Problem description
Write out again, exactly, the lines below starting at the one with "catalog.update_custom_duration(minutes);" and ending at the one with "pub type SystemFanOut".

Material provided
⁂
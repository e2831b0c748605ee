//! Replay of an action chain against a model

use std::fmt;
use std::sync::{Mutex, MutexGuard, PoisonError};

use falsify::PropertyError;
use tracing::{debug, trace};

use crate::actions::{ActionRef, apply};
use crate::invariants::{Invariant, check_all};

/// Lifecycle of a chain replay
#[derive(Debug, Clone, Copy, PartialEq, Eq)]
pub enum RunState {
    NotRun,
    Running,
    Succeeded,
    Failed,
}

impl fmt::Display for RunState {
    fn fmt(&self, f: &mut fmt::Formatter<'_>) -> fmt::Result {
        let label = match self {
            RunState::NotRun => "not run",
            RunState::Running => "running",
            RunState::Succeeded => "succeeded",
            RunState::Failed => "failed",
        };
        f.write_str(label)
    }
}

struct RunRecord<M> {
    state: RunState,
    executed: Vec<ActionRef<M>>,
    final_model: Option<M>,
}

impl<M: Clone> Clone for RunRecord<M> {
    fn clone(&self) -> Self {
        Self {
            state: self.state,
            executed: self.executed.clone(),
            final_model: self.final_model.clone(),
        }
    }
}

impl<M> RunRecord<M> {
    fn not_run() -> Self {
        Self {
            state: RunState::NotRun,
            executed: Vec::new(),
            final_model: None,
        }
    }
}

/// An ordered list of actions plus the invariants checked while replaying it
///
/// The sequence remembers its last replay: which actions ran, the model they
/// produced and whether the replay succeeded.
pub struct ActionSequence<M> {
    actions: Vec<ActionRef<M>>,
    invariants: Vec<Invariant<M>>,
    record: Mutex<RunRecord<M>>,
}

impl<M: Clone> Clone for ActionSequence<M> {
    fn clone(&self) -> Self {
        Self {
            actions: self.actions.clone(),
            invariants: self.invariants.clone(),
            record: Mutex::new(self.record().clone()),
        }
    }
}

impl<M> ActionSequence<M> {
    pub fn new(actions: Vec<ActionRef<M>>) -> Self {
        Self {
            actions,
            invariants: Vec::new(),
            record: Mutex::new(RunRecord::not_run()),
        }
    }

    /// Check `invariant` after every executed action
    pub fn with_invariant(mut self, invariant: Invariant<M>) -> Self {
        self.invariants.push(invariant);
        self
    }

    pub(crate) fn with_invariants(mut self, invariants: &[Invariant<M>]) -> Self {
        self.invariants.extend_from_slice(invariants);
        self
    }

    pub fn actions(&self) -> &[ActionRef<M>] {
        &self.actions
    }

    pub fn invariants(&self) -> &[Invariant<M>] {
        &self.invariants
    }

    pub fn len(&self) -> usize {
        self.actions.len()
    }

    pub fn is_empty(&self) -> bool {
        self.actions.is_empty()
    }

    pub fn run_state(&self) -> RunState {
        self.record().state
    }

    /// Actions executed by the last replay, in order
    pub fn run_actions(&self) -> Vec<ActionRef<M>> {
        self.record().executed.clone()
    }

    fn record(&self) -> MutexGuard<'_, RunRecord<M>> {
        self.record.lock().unwrap_or_else(PoisonError::into_inner)
    }
}

impl<M: Clone> ActionSequence<M> {
    /// Model after the last executed action of the last replay
    pub fn final_model(&self) -> Option<M> {
        self.record().final_model.clone()
    }

    /// Replay the chain from `model`
    ///
    /// Actions whose precondition rejects the current model are skipped. Every
    /// invariant is checked after each executed action; the first violation or
    /// panicking action stops the replay.
    pub fn run(&self, model: M) -> Result<M, PropertyError> {
        *self.record() = RunRecord {
            state: RunState::Running,
            executed: Vec::new(),
            final_model: None,
        };

        let mut executed = Vec::with_capacity(self.actions.len());
        let mut current = model;
        let mut outcome = Ok(());

        for (index, action) in self.actions.iter().enumerate() {
            if !action.precondition(&current) {
                trace!(index, action = %action.description(), "precondition rejected, skipping");
                continue;
            }

            let before = current.clone();
            current = match apply(action.as_ref(), current) {
                Ok(next) => next,
                Err(cause) => {
                    outcome = Err(PropertyError::ActionFailed {
                        index,
                        description: action.description(),
                        cause,
                    });
                    current = before;
                    break;
                }
            };
            executed.push(action.clone());

            if let Err(violation) = check_all(&self.invariants, &current) {
                outcome = Err(PropertyError::InvariantViolated {
                    label: violation.label,
                    cause: violation.cause,
                    after_action: index,
                });
                break;
            }
        }

        let state = if outcome.is_ok() {
            RunState::Succeeded
        } else {
            RunState::Failed
        };
        debug!(actions = self.actions.len(), executed = executed.len(), %state, "chain replayed");

        *self.record() = RunRecord {
            state,
            executed,
            final_model: Some(current.clone()),
        };
        outcome.map(|()| current)
    }
}

impl<M> fmt::Display for ActionSequence<M> {
    fn fmt(&self, f: &mut fmt::Formatter<'_>) -> fmt::Result {
        let record = self.record();
        let shown = if record.state == RunState::NotRun {
            &self.actions
        } else {
            &record.executed
        };

        write!(f, "ActionSequence <{}>:", record.state)?;
        for (position, action) in shown.iter().enumerate() {
            let separator = if position == 0 { " " } else { " -> " };
            write!(f, "{separator}{}", action.description())?;
        }
        let pending = self.actions.len() - shown.len();
        if pending > 0 {
            write!(f, " ({pending} not run)")?;
        }
        Ok(())
    }
}

impl<M> fmt::Debug for ActionSequence<M> {
    fn fmt(&self, f: &mut fmt::Formatter<'_>) -> fmt::Result {
        let descriptions: Vec<String> = self.actions.iter().map(|a| a.description()).collect();
        f.debug_struct("ActionSequence")
            .field("actions", &descriptions)
            .field("invariants", &self.invariants)
            .field("state", &self.record().state)
            .finish()
    }
}
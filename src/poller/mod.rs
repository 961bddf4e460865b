//! Foreground refresh loop.
//!
//! A foreground UI showing a countdown re-reads the store on a short
//! interval instead of listening for changes. Each poll derives the display
//! state and compares it with the cached one, which surfaces both external
//! writes (a widget button, another process) and natural expiry.
//!
//! Expiry is only reported, never written back; the record keeps saying
//! Running until someone starts or stops a timer.

use std::time::Duration;

use tokio::sync::mpsc;
use tokio::time::{interval, MissedTickBehavior};

use crate::clock::Clock;
use crate::derive::derive;
use crate::store::TimerStore;
use crate::types::{DerivedState, TimerState};

/// Default polling interval in milliseconds.
pub const DEFAULT_POLL_INTERVAL_MS: u64 = 100;

/// Result of one poll.
#[derive(Debug, Clone, Copy, PartialEq)]
pub enum PollOutcome {
    /// Same display state; remaining time refreshed
    Tick(DerivedState),
    /// Display state changed (external write)
    Changed(DerivedState),
    /// An active timer became idle (expired or stopped elsewhere)
    Finished,
    /// Idle before and after
    Idle,
}

/// Polls the store and tracks the last displayed state.
pub struct Poller<S, C> {
    store: S,
    clock: C,
    cached: DerivedState,
}

impl<S: TimerStore, C: Clock> Poller<S, C> {
    pub fn new(store: S, clock: C) -> Self {
        Self {
            store,
            clock,
            cached: DerivedState::idle(),
        }
    }

    /// Seeds the cache from the store without reporting anything.
    ///
    /// Used when a UI comes to the foreground; a paused record restores its
    /// frozen remaining time here.
    pub fn restore(&mut self) -> DerivedState {
        self.cached = derive(&self.store.read(), self.clock.now());
        self.cached
    }

    pub fn cached(&self) -> DerivedState {
        self.cached
    }

    /// Re-reads the store once.
    pub fn poll(&mut self) -> PollOutcome {
        let derived = derive(&self.store.read(), self.clock.now());
        let previous = std::mem::replace(&mut self.cached, derived);

        match (previous.display_state, derived.display_state) {
            (TimerState::Idle, TimerState::Idle) => PollOutcome::Idle,
            (_, TimerState::Idle) => PollOutcome::Finished,
            (before, after) if before == after => PollOutcome::Tick(derived),
            _ => PollOutcome::Changed(derived),
        }
    }

    /// Polls every `period` and forwards outcomes until the timer finishes.
    ///
    /// Returns immediately after reporting [`PollOutcome::Idle`] when nothing
    /// is active, and stops early if the receiver is dropped.
    pub async fn run(mut self, period: Duration, tx: mpsc::UnboundedSender<PollOutcome>) {
        let mut ticker = interval(period);
        ticker.set_missed_tick_behavior(MissedTickBehavior::Skip);

        loop {
            ticker.tick().await;
            let outcome = self.poll();
            let done = matches!(outcome, PollOutcome::Finished | PollOutcome::Idle);

            if tx.send(outcome).is_err() {
                tracing::debug!("ポーリングの受信者がいません");
                return;
            }
            if done {
                tracing::debug!(?outcome, "ポーリングを終了します");
                return;
            }
        }
    }
}

#[cfg(test)]
mod tests {
    use super::*;
    use std::sync::Arc;

    use chrono::{DateTime, TimeZone, Utc};

    use crate::clock::{add_seconds, ManualClock};
    use crate::store::MemoryStore;
    use crate::types::TimerRecord;

    fn t0() -> DateTime<Utc> {
        Utc.with_ymd_and_hms(2026, 1, 2, 9, 0, 0).unwrap()
    }

    fn running(duration: f64) -> TimerRecord {
        TimerRecord {
            state: TimerState::Running,
            end_date: Some(add_seconds(t0(), duration)),
            original_duration: Some(duration),
            remaining_duration: None,
            last_configured_duration: Some(duration),
        }
    }

    fn create_poller(
        record: TimerRecord,
    ) -> (
        Poller<Arc<MemoryStore>, Arc<ManualClock>>,
        Arc<MemoryStore>,
        Arc<ManualClock>,
    ) {
        let store = Arc::new(MemoryStore::with_record(record));
        let clock = Arc::new(ManualClock::new(t0()));
        (Poller::new(store.clone(), clock.clone()), store, clock)
    }

    mod poll_tests {
        use super::*;

        #[test]
        fn test_restore_paused_keeps_frozen_time() {
            let record = TimerRecord {
                state: TimerState::Paused,
                original_duration: Some(1500.0),
                remaining_duration: Some(1490.0),
                ..TimerRecord::idle()
            };
            let (mut poller, _, clock) = create_poller(record);

            let restored = poller.restore();
            assert_eq!(restored.display_state, TimerState::Paused);
            assert_eq!(restored.remaining_seconds, 1490.0);

            clock.advance_secs(600.0);
            match poller.poll() {
                PollOutcome::Tick(derived) => assert_eq!(derived.remaining_seconds, 1490.0),
                other => panic!("unexpected outcome: {:?}", other),
            }
        }

        #[test]
        fn test_running_ticks_then_finishes() {
            let (mut poller, store, clock) = create_poller(running(1.0));
            poller.restore();

            clock.advance_secs(0.5);
            assert_eq!(
                poller.poll(),
                PollOutcome::Tick(DerivedState {
                    display_state: TimerState::Running,
                    remaining_seconds: 0.5,
                })
            );

            clock.advance_secs(0.5);
            assert_eq!(poller.poll(), PollOutcome::Finished);
            assert_eq!(poller.poll(), PollOutcome::Idle);

            // Expiry is never written back.
            assert_eq!(store.read().state, TimerState::Running);
            assert_eq!(store.write_count(), 0);
        }

        #[test]
        fn test_external_pause_is_a_change() {
            let (mut poller, store, clock) = create_poller(running(1500.0));
            poller.restore();

            clock.advance_secs(10.0);
            store.replace(TimerRecord {
                state: TimerState::Paused,
                original_duration: Some(1500.0),
                remaining_duration: Some(1490.0),
                last_configured_duration: Some(1500.0),
                ..TimerRecord::idle()
            });

            assert_eq!(
                poller.poll(),
                PollOutcome::Changed(DerivedState {
                    display_state: TimerState::Paused,
                    remaining_seconds: 1490.0,
                })
            );
        }

        #[test]
        fn test_external_stop_finishes() {
            let (mut poller, store, _) = create_poller(running(1500.0));
            poller.restore();

            store.replace(TimerRecord::idle());

            assert_eq!(poller.poll(), PollOutcome::Finished);
            assert_eq!(poller.cached(), DerivedState::idle());
        }

        #[test]
        fn test_external_start_from_idle_is_a_change() {
            let (mut poller, store, _) = create_poller(TimerRecord::idle());
            poller.restore();

            store.replace(running(300.0));

            assert!(matches!(poller.poll(), PollOutcome::Changed(_)));
        }
    }

    mod run_tests {
        use super::*;

        #[tokio::test]
        async fn test_run_stops_when_idle() {
            let (poller, _, _) = create_poller(TimerRecord::idle());
            let (tx, mut rx) = mpsc::unbounded_channel();

            poller.run(Duration::from_millis(1), tx).await;

            assert_eq!(rx.recv().await, Some(PollOutcome::Idle));
            assert_eq!(rx.recv().await, None);
        }

        #[tokio::test]
        async fn test_run_reports_finish_after_expiry() {
            let (mut poller, _, clock) = create_poller(running(1500.0));
            poller.restore();
            clock.advance_secs(1500.0);
            let (tx, mut rx) = mpsc::unbounded_channel();

            poller.run(Duration::from_millis(1), tx).await;

            assert_eq!(rx.recv().await, Some(PollOutcome::Finished));
            assert_eq!(rx.recv().await, None);
        }

        #[tokio::test]
        async fn test_run_stops_when_receiver_dropped() {
            let (mut poller, _, _) = create_poller(running(1500.0));
            poller.restore();
            let (tx, rx) = mpsc::unbounded_channel();
            drop(rx);

            poller.run(Duration::from_millis(1), tx).await;
        }
    }
}
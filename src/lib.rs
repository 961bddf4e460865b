//! Pomodoro Cube Library
//!
//! Keeps one focus timer consistent across every surface that shows it:
//! the foreground app, the home-screen widget, the lock-screen live
//! activity, background actions and a paired companion device.
//!
//! It includes:
//! - The persisted timer record and the pure derivation every renderer uses
//! - A shared file store with atomic whole-record writes
//! - The timer controller and the notification fan-out
//! - Widget timeline, live activity and companion sinks
//! - A foreground poller, background actions and the CLI

pub mod cli;
pub mod clock;
pub mod companion;
pub mod config;
pub mod control;
pub mod derive;
pub mod faces;
pub mod fanout;
pub mod intents;
pub mod live;
pub mod poller;
pub mod store;
pub mod types;
pub mod widget;

// Re-export commonly used types for convenience
pub use types::{CompanionMessage, DerivedState, TimerRecord, TimerState};

pub use clock::{Clock, ManualClock, SystemClock};
pub use config::{AppGroup, ConfigError, CubeSettings, SyncConfig};
pub use control::{TimerChange, TimerController, Transition};
pub use crate::derive::derive;
pub use faces::{CubeFace, CubeMode, FaceCatalog};
pub use intents::Intent;
pub use poller::{PollOutcome, Poller};
pub use store::{FileStore, MemoryStore, StoreError, TimerStore};

// Re-export fan-out types
pub use fanout::{
    CompanionChannel, Delivery, FanOut, FanOutError, FanOutReport, LiveDisplay,
    MockCompanionChannel, MockLiveDisplay, MockWidgetHost, WidgetHost,
};

// Re-export sink types
pub use companion::{
    ChannelError, CompanionEvent, CompanionListener, CompanionSession, UnixCompanionChannel,
    WatchModel,
};
pub use live::{LiveActivity, LiveActivityManager};
pub use widget::{Timeline, TimelineEntry, TimelineFileHost};
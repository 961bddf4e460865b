//! Configuration and wiring of the shared container.
//!
//! Every cooperating process agrees on one root directory. It holds the
//! optional `config.json`, the companion socket and one directory per store
//! namespace:
//!
//! ```text
//! <root>/
//! ├── config.json
//! ├── cube.json
//! ├── companion.sock
//! └── group.com.swayam.pomodoro/
//!     ├── timer.json
//!     ├── widget_timeline.json
//!     └── activities/<id>.json
//! ```

use std::ffi::OsString;
use std::io::Write;
use std::path::{Path, PathBuf};
use std::time::Duration;

use serde::{Deserialize, Serialize};
use tokio::sync::mpsc;

use crate::clock::{Clock, SystemClock};
use crate::companion::{UnixCompanionChannel, SOCKET_FILE_NAME};
use crate::control::{TimerChange, TimerController, DEFAULT_DURATION_SECS};
use crate::faces::{CubeMode, FaceCatalog};
use crate::fanout::FanOut;
use crate::live::{LiveActivityManager, DEFAULT_ACTIVITY_NAME};
use crate::poller::{Poller, DEFAULT_POLL_INTERVAL_MS};
use crate::store::{FileStore, StoreError};
use crate::widget::{TimelineFileHost, IDLE_REFRESH_SECS, TIMELINE_FILE_NAME};

/// Environment variable overriding the root directory.
pub const HOME_ENV: &str = "POMODORO_CUBE_HOME";

/// Config file name inside the root.
pub const CONFIG_FILE_NAME: &str = "config.json";

/// Cube settings file name inside the root.
pub const CUBE_FILE_NAME: &str = "cube.json";

/// Root directory name under the user's home.
const DEFAULT_ROOT_DIR_NAME: &str = ".pomodoro-cube";

/// Store namespace shared by every surface.
pub const DEFAULT_NAMESPACE: &str = "group.com.swayam.pomodoro";

// ============================================================================
// ConfigError
// ============================================================================

/// Errors raised while loading configuration.
#[derive(Debug, thiserror::Error)]
pub enum ConfigError {
    #[error("ホームディレクトリが見つかりません（{HOME_ENV} を設定してください）")]
    NoHomeDir,

    #[error("設定ファイルを読み込めません ({path}): {source}")]
    Read {
        path: PathBuf,
        #[source]
        source: std::io::Error,
    },

    #[error("設定ファイルの形式が不正です ({path}): {source}")]
    Parse {
        path: PathBuf,
        #[source]
        source: serde_json::Error,
    },

    #[error("設定ファイルを保存できません ({path}): {source}")]
    Write {
        path: PathBuf,
        #[source]
        source: std::io::Error,
    },
}

/// Reads and parses a JSON file; `None` when it does not exist.
fn read_json<T: serde::de::DeserializeOwned>(path: PathBuf) -> Result<Option<T>, ConfigError> {
    let bytes = match std::fs::read(&path) {
        Ok(bytes) => bytes,
        Err(e) if e.kind() == std::io::ErrorKind::NotFound => {
            tracing::debug!(path = %path.display(), "設定ファイルがないため既定値を使用します");
            return Ok(None);
        }
        Err(source) => return Err(ConfigError::Read { path, source }),
    };

    serde_json::from_slice(&bytes)
        .map(Some)
        .map_err(|source| ConfigError::Parse { path, source })
}

// ============================================================================
// SyncConfig
// ============================================================================

fn default_namespace() -> String {
    DEFAULT_NAMESPACE.to_string()
}

fn default_poll_interval_ms() -> u64 {
    DEFAULT_POLL_INTERVAL_MS
}

fn default_live_activities_enabled() -> bool {
    true
}

fn default_activity_name() -> String {
    DEFAULT_ACTIVITY_NAME.to_string()
}

fn default_duration_secs() -> f64 {
    DEFAULT_DURATION_SECS
}

fn default_widget_refresh_secs() -> i64 {
    IDLE_REFRESH_SECS
}

/// User-tunable settings, read from `<root>/config.json`.
#[derive(Debug, Clone, PartialEq, Serialize, Deserialize)]
pub struct SyncConfig {
    /// Store namespace directory name
    #[serde(default = "default_namespace")]
    pub namespace: String,

    /// Foreground poll interval in milliseconds
    #[serde(default = "default_poll_interval_ms")]
    pub poll_interval_ms: u64,

    /// Whether lock-screen live activities are shown
    #[serde(default = "default_live_activities_enabled")]
    pub live_activities_enabled: bool,

    /// Title of live activities
    #[serde(default = "default_activity_name")]
    pub activity_name: String,

    /// Companion socket path; `<root>/companion.sock` when unset
    #[serde(default)]
    pub companion_socket: Option<PathBuf>,

    /// Start-last duration before any fresh start was recorded
    #[serde(default = "default_duration_secs")]
    pub default_duration_secs: f64,

    /// Widget refresh horizon while not running
    #[serde(default = "default_widget_refresh_secs")]
    pub widget_refresh_secs: i64,
}

impl Default for SyncConfig {
    fn default() -> Self {
        Self {
            namespace: default_namespace(),
            poll_interval_ms: default_poll_interval_ms(),
            live_activities_enabled: default_live_activities_enabled(),
            activity_name: default_activity_name(),
            companion_socket: None,
            default_duration_secs: default_duration_secs(),
            widget_refresh_secs: default_widget_refresh_secs(),
        }
    }
}

impl SyncConfig {
    /// Loads `<root>/config.json`, falling back to defaults when absent.
    ///
    /// # Errors
    ///
    /// Returns an error if the file exists but cannot be read or parsed.
    pub fn load_from(root: &Path) -> Result<Self, ConfigError> {
        Ok(read_json(root.join(CONFIG_FILE_NAME))?.unwrap_or_default())
    }

    pub fn poll_interval(&self) -> Duration {
        Duration::from_millis(self.poll_interval_ms.max(1))
    }
}

// ============================================================================
// CubeSettings
// ============================================================================

/// Cube choices that outlive a single process: the active preset set and
/// the custom face's duration.
///
/// Kept in `<root>/cube.json`, apart from the timer record.
#[derive(Debug, Clone, Copy, PartialEq, Eq, Default, Serialize, Deserialize)]
pub struct CubeSettings {
    #[serde(default)]
    pub mode: CubeMode,

    /// Custom face duration in minutes; the preset default when unset
    #[serde(default)]
    pub custom_minutes: Option<u32>,
}

impl CubeSettings {
    /// Loads `<root>/cube.json`, falling back to defaults when absent.
    ///
    /// # Errors
    ///
    /// Returns an error if the file exists but cannot be read or parsed.
    pub fn load_from(root: &Path) -> Result<Self, ConfigError> {
        Ok(read_json(root.join(CUBE_FILE_NAME))?.unwrap_or_default())
    }

    /// Writes `<root>/cube.json` through a temp file and rename.
    ///
    /// # Errors
    ///
    /// Returns an error if the file cannot be written.
    pub fn save_to(&self, root: &Path) -> Result<(), ConfigError> {
        let path = root.join(CUBE_FILE_NAME);
        let tmp_path = root.join(format!(".{}.{}.tmp", CUBE_FILE_NAME, uuid::Uuid::new_v4()));

        let result = (|| {
            std::fs::create_dir_all(root)?;
            let json = serde_json::to_vec_pretty(self)?;
            let mut file = std::fs::File::create(&tmp_path)?;
            file.write_all(&json)?;
            file.sync_all()?;
            std::fs::rename(&tmp_path, &path)
        })();

        if let Err(source) = result {
            let _ = std::fs::remove_file(&tmp_path);
            return Err(ConfigError::Write { path, source });
        }

        tracing::debug!(mode = self.mode.as_str(), custom_minutes = ?self.custom_minutes, "キューブ設定を保存しました");
        Ok(())
    }

    /// The faces of the active mode with the custom duration applied.
    pub fn catalog(&self) -> FaceCatalog {
        let mut catalog = FaceCatalog::new(self.mode);
        if let Some(minutes) = self.custom_minutes {
            catalog.update_custom_duration(minutes);
        }
        catalog
    }
}

/// Resolves the root directory from the environment.
///
/// # Errors
///
/// Returns an error if neither the override nor a home directory is available.
pub fn resolve_root() -> Result<PathBuf, ConfigError> {
    root_from(std::env::var_os(HOME_ENV), dirs::home_dir())
}

fn root_from(env: Option<OsString>, home: Option<PathBuf>) -> Result<PathBuf, ConfigError> {
    match env {
        Some(dir) if !dir.is_empty() => Ok(PathBuf::from(dir)),
        _ => home
            .map(|home| home.join(DEFAULT_ROOT_DIR_NAME))
            .ok_or(ConfigError::NoHomeDir),
    }
}

// ============================================================================
// AppGroup
// ============================================================================

/// Production sinks wired to the shared container.
pub type SystemFanOut =
    FanOut<TimelineFileHost<FileStore, SystemClock>, LiveActivityManager, UnixCompanionChannel>;

/// The shared container: root directory plus its configuration.
///
/// Builds the store, controller, fan-out and poller every process uses.
#[derive(Debug, Clone)]
pub struct AppGroup {
    root: PathBuf,
    config: SyncConfig,
}

impl AppGroup {
    /// Opens the container at the resolved root.
    ///
    /// # Errors
    ///
    /// Returns an error if the root cannot be resolved or the config is malformed.
    pub fn open() -> Result<Self, ConfigError> {
        Self::at(resolve_root()?)
    }

    /// Opens the container at `root`.
    ///
    /// # Errors
    ///
    /// Returns an error if the config file is malformed.
    pub fn at(root: impl Into<PathBuf>) -> Result<Self, ConfigError> {
        let root = root.into();
        let config = SyncConfig::load_from(&root)?;
        Ok(Self { root, config })
    }

    pub fn with_config(root: impl Into<PathBuf>, config: SyncConfig) -> Self {
        Self {
            root: root.into(),
            config,
        }
    }

    pub fn root(&self) -> &Path {
        &self.root
    }

    pub fn config(&self) -> &SyncConfig {
        &self.config
    }

    /// # Errors
    ///
    /// Returns an error if the configured namespace is not a valid directory name.
    pub fn store(&self) -> Result<FileStore, StoreError> {
        FileStore::open(&self.root, &self.config.namespace)
    }

    /// # Errors
    ///
    /// Returns an error if `cube.json` exists but cannot be read or parsed.
    pub fn cube_settings(&self) -> Result<CubeSettings, ConfigError> {
        CubeSettings::load_from(&self.root)
    }

    /// # Errors
    ///
    /// Returns an error if `cube.json` cannot be written.
    pub fn save_cube_settings(&self, settings: &CubeSettings) -> Result<(), ConfigError> {
        settings.save_to(&self.root)
    }

    pub fn companion_socket(&self) -> PathBuf {
        self.config
            .companion_socket
            .clone()
            .unwrap_or_else(|| self.root.join(SOCKET_FILE_NAME))
    }

    /// # Errors
    ///
    /// Returns an error if the store cannot be opened.
    pub fn controller(
        &self,
        change_tx: mpsc::UnboundedSender<TimerChange>,
    ) -> Result<TimerController<FileStore, SystemClock>, StoreError> {
        Ok(TimerController::new(self.store()?, SystemClock, change_tx)
            .with_default_duration(self.config.default_duration_secs))
    }

    /// # Errors
    ///
    /// Returns an error if the store cannot be opened.
    pub fn widget_host<C: Clock>(
        &self,
        clock: C,
    ) -> Result<TimelineFileHost<FileStore, C>, StoreError> {
        let store = self.store()?;
        let path = store.dir().join(TIMELINE_FILE_NAME);
        Ok(TimelineFileHost::new(store, clock, path)
            .with_idle_refresh_secs(self.config.widget_refresh_secs))
    }

    /// # Errors
    ///
    /// Returns an error if the store cannot be opened.
    pub fn live_display(&self) -> Result<LiveActivityManager, StoreError> {
        let store = self.store()?;
        Ok(LiveActivityManager::new(store.dir())
            .with_timer_name(self.config.activity_name.clone())
            .with_enabled(self.config.live_activities_enabled))
    }

    pub fn companion_channel(&self) -> UnixCompanionChannel {
        UnixCompanionChannel::new(self.companion_socket())
    }

    /// # Errors
    ///
    /// Returns an error if the store cannot be opened.
    pub fn fanout(&self) -> Result<SystemFanOut, StoreError> {
        Ok(FanOut::new(
            self.widget_host(SystemClock)?,
            self.live_display()?,
            self.companion_channel(),
        ))
    }

    /// # Errors
    ///
    /// Returns an error if the store cannot be opened.
    pub fn poller(&self) -> Result<Poller<FileStore, SystemClock>, StoreError> {
        Ok(Poller::new(self.store()?, SystemClock))
    }
}

// ============================================================================
// Tests
// ============================================================================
⁂
Expected output
            catalog.update_custom_duration(minutes);
        }
        catalog
    }
}

/// Resolves the root directory from the environment.
///
/// # Errors
///
/// Returns an error if neither the override nor a home directory is available.
pub fn resolve_root() -> Result<PathBuf, ConfigError> {
    root_from(std::env::var_os(HOME_ENV), dirs::home_dir())
}

fn root_from(env: Option<OsString>, home: Option<PathBuf>) -> Result<PathBuf, ConfigError> {
    match env {
        Some(dir) if !dir.is_empty() => Ok(PathBuf::from(dir)),
        _ => home
            .map(|home| home.join(DEFAULT_ROOT_DIR_NAME))
            .ok_or(ConfigError::NoHomeDir),
    }
}

// ============================================================================
// AppGroup
// ============================================================================

/// Production sinks wired to the shared container.
pub type SystemFanOut =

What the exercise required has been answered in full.